A. Foodie TV has announced a competition to select the best destination for food. What can your city do to win?
B. In terms of the restaurant choices, what is important for a city to offer?
Now which of these two questions do you find more annoying, A or B?
A. Wanna find out what your restaurant preferences say about you? We’ll show you several features of a city’s restaurants. Tell us how important each feature is to you and we’ll tell you what kind of person you are.
B. Below is a list of features of a city. For each feature, please indicate how important it is to you for a city to have this feature.
And how about these last two – which is more annoying?
A. Ready for another game? Name five adjectives – no more and no less – that describe the food culture in Birmingham. You have 15 seconds starting when you click ‘Continue’ below.
B. Thinking about food culture, what are five adjectives that you would use to describe the food culture in Birmingham?
If you think the “A”s are more annoying—indeed, annoying enough that you would ditch a survey that asked questions this way—you are in good company. Researchers at Piedmont College in Georgia recently published findings on “survey gamification” and found that questions like this turn people off and result in substantially lower response rates.

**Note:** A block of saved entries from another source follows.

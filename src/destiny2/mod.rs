pub mod schema;

use serde_json::Value;
use url::Url;

use crate::characters::CharacterArray;
use crate::client::{Client, MethodUrl, required};
use crate::consts::{ApiBase, MembershipType};
use crate::error::Error;

pub(crate) fn profile_url(
    membership_type: MembershipType,
    destiny_membership_id: &str,
    components: &str
) -> Result<Url, Error> {
    Ok(MethodUrl::new(ApiBase::Platform)
        .segment("Destiny2")
        .segment(membership_type)
        .segment("Profile")
        .segment(required("destiny_membership_id", destiny_membership_id)?)
        .trailing_slash()
        .query("components", required("components", components)?)
        .finish())
}

/// Get a Destiny 2 profile with the requested components
///
/// An OAuth token is only needed for components describing
/// private parts of the profile
///
/// <https://www.bungie.net/platform/destiny2/help/>
#[tracing::instrument(level = "trace", skip(client, token))]
pub fn get_profile(
    client: &Client,
    membership_type: MembershipType,
    destiny_membership_id: &str,
    components: &str,
    token: Option<&str>
) -> Result<Value, Error> {
    tracing::trace!("Fetching profile");

    client.execute(profile_url(membership_type, destiny_membership_id, components)?, token)
}

pub(crate) fn clan_leaderboards_url(
    clan_id: &str,
    modes: &str,
    max_top: Option<u32>,
    stat_id: Option<&str>
) -> Result<Url, Error> {
    Ok(MethodUrl::new(ApiBase::Platform)
        .segment("Destiny2")
        .segment("Stats")
        .segment("Leaderboards")
        .segment("Clans")
        .segment(required("clan_id", clan_id)?)
        .query("modes", required("modes", modes)?)
        // the API caps entries at 5 when no limit is given
        .query("maxtop", max_top.unwrap_or(5).to_string())
        .query_opt("statId", stat_id)
        .finish())
}

/// Get leaderboards for a clan, aggregated across its members
#[tracing::instrument(level = "trace", skip(client))]
pub fn get_clan_leaderboards(
    client: &Client,
    clan_id: &str,
    modes: &str,
    max_top: Option<u32>,
    stat_id: Option<&str>
) -> Result<Value, Error> {
    tracing::trace!("Fetching clan leaderboards");

    client.execute(clan_leaderboards_url(clan_id, modes, max_top, stat_id)?, None)
}

pub(crate) fn membership_data_url(
    membership_id: &str,
    membership_type: MembershipType
) -> Result<Url, Error> {
    Ok(MethodUrl::new(ApiBase::Platform)
        .segment("User")
        .segment("GetMembershipsById")
        .segment(required("membership_id", membership_id)?)
        .segment(membership_type)
        .trailing_slash()
        .finish())
}

/// Get the linked memberships of a bungie.net account
#[tracing::instrument(level = "trace", skip(client))]
pub fn get_membership_data_by_id(
    client: &Client,
    membership_id: &str,
    membership_type: MembershipType
) -> Result<Value, Error> {
    tracing::trace!("Fetching memberships");

    client.execute(membership_data_url(membership_id, membership_type)?, None)
}

pub(crate) fn activity_history_url(
    membership_type: MembershipType,
    destiny_membership_id: &str,
    character_id: &str,
    mode: Option<&str>,
    count: Option<u32>,
    page: Option<u32>
) -> Result<Url, Error> {
    Ok(MethodUrl::new(ApiBase::Platform)
        .segment("Destiny2")
        .segment(membership_type)
        .segment("Account")
        .segment(required("destiny_membership_id", destiny_membership_id)?)
        .segment("Character")
        .segment(required("character_id", character_id)?)
        .segment("Stats")
        .segment("Activities")
        .trailing_slash()
        // "None" is the API's literal token for "all modes"
        .query("mode", mode.unwrap_or("None"))
        .query_opt("count", count.map(|count| count.to_string()))
        .query_opt("page", page.map(|page| page.to_string()))
        .finish())
}

/// Get the activity history of a character, most recent first
#[tracing::instrument(level = "trace", skip(client))]
pub fn get_activity_history(
    client: &Client,
    membership_type: MembershipType,
    destiny_membership_id: &str,
    character_id: &str,
    mode: Option<&str>,
    count: Option<u32>,
    page: Option<u32>
) -> Result<Value, Error> {
    tracing::trace!("Fetching activity history");

    client.execute(
        activity_history_url(membership_type, destiny_membership_id, character_id, mode, count, page)?,
        None
    )
}

pub(crate) fn search_player_url(
    display_name: &str,
    membership_type: MembershipType
) -> Result<Url, Error> {
    Ok(MethodUrl::new(ApiBase::Platform)
        .segment("Destiny2")
        .segment("SearchDestinyPlayer")
        .segment(membership_type)
        .segment(required("display_name", display_name)?)
        .trailing_slash()
        .finish())
}

/// Find the Destiny memberships matching a display name
#[tracing::instrument(level = "trace", skip(client))]
pub fn search_destiny_player(
    client: &Client,
    display_name: &str,
    membership_type: MembershipType
) -> Result<Value, Error> {
    tracing::trace!("Searching player");

    client.execute(search_player_url(display_name, membership_type)?, None)
}

pub(crate) fn characters_url(
    membership_type: MembershipType,
    destiny_membership_id: &str
) -> Result<Url, Error> {
    Ok(MethodUrl::new(ApiBase::Platform)
        .segment("Destiny2")
        .segment(membership_type)
        .segment("Profile")
        .segment(required("destiny_membership_id", destiny_membership_id)?)
        .query("components", "Characters")
        .finish())
}

/// Get the profile's character ids as a fixed array indexed by class
#[tracing::instrument(level = "trace", skip(client))]
pub fn get_characters(
    client: &Client,
    membership_type: MembershipType,
    destiny_membership_id: &str
) -> Result<CharacterArray, Error> {
    tracing::trace!("Fetching profile characters");

    let profile = client.execute(characters_url(membership_type, destiny_membership_id)?, None)?;

    build_characters(profile)
}

/// Reshape a `Characters` profile component into a [`CharacterArray`]
pub(crate) fn build_characters(profile: Value) -> Result<CharacterArray, Error> {
    let profile: schema::Profile = serde_json::from_value(profile)?;

    let mut characters = CharacterArray::default();

    for character in profile.response.characters.data.into_values() {
        characters.insert(character.class_type, character.character_id)?;
    }

    Ok(characters)
}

Among panelists who opened the survey invitation, response rates dropped from 49% for the B version (which was presumably boring) to 39% for the A version (which was supposed to be fun and engaging). This drop in response rates happened for both men and women, and regardless of age. “If the idea of gamification is to reduce the burden of survey-taking by creating a more entertaining experience,” the authors write, “the simple techniques we tested failed.”
This doesn’t surprise me. The problem with today’s surveys is not that the questions are simple and boring. It’s that there are too many surveys, too many questions, and all of it is too self-centered (“Hey, tell me how I’m doing!”)
Keep in mind that most people who take surveys are willing to give direct and thoughtful answers. So when it comes to writing questions for your not-too-frequent, not-too-long, and not-self-centered surveys, there is no reason to make your questions more fun and entertaining. Just make them simple and direct.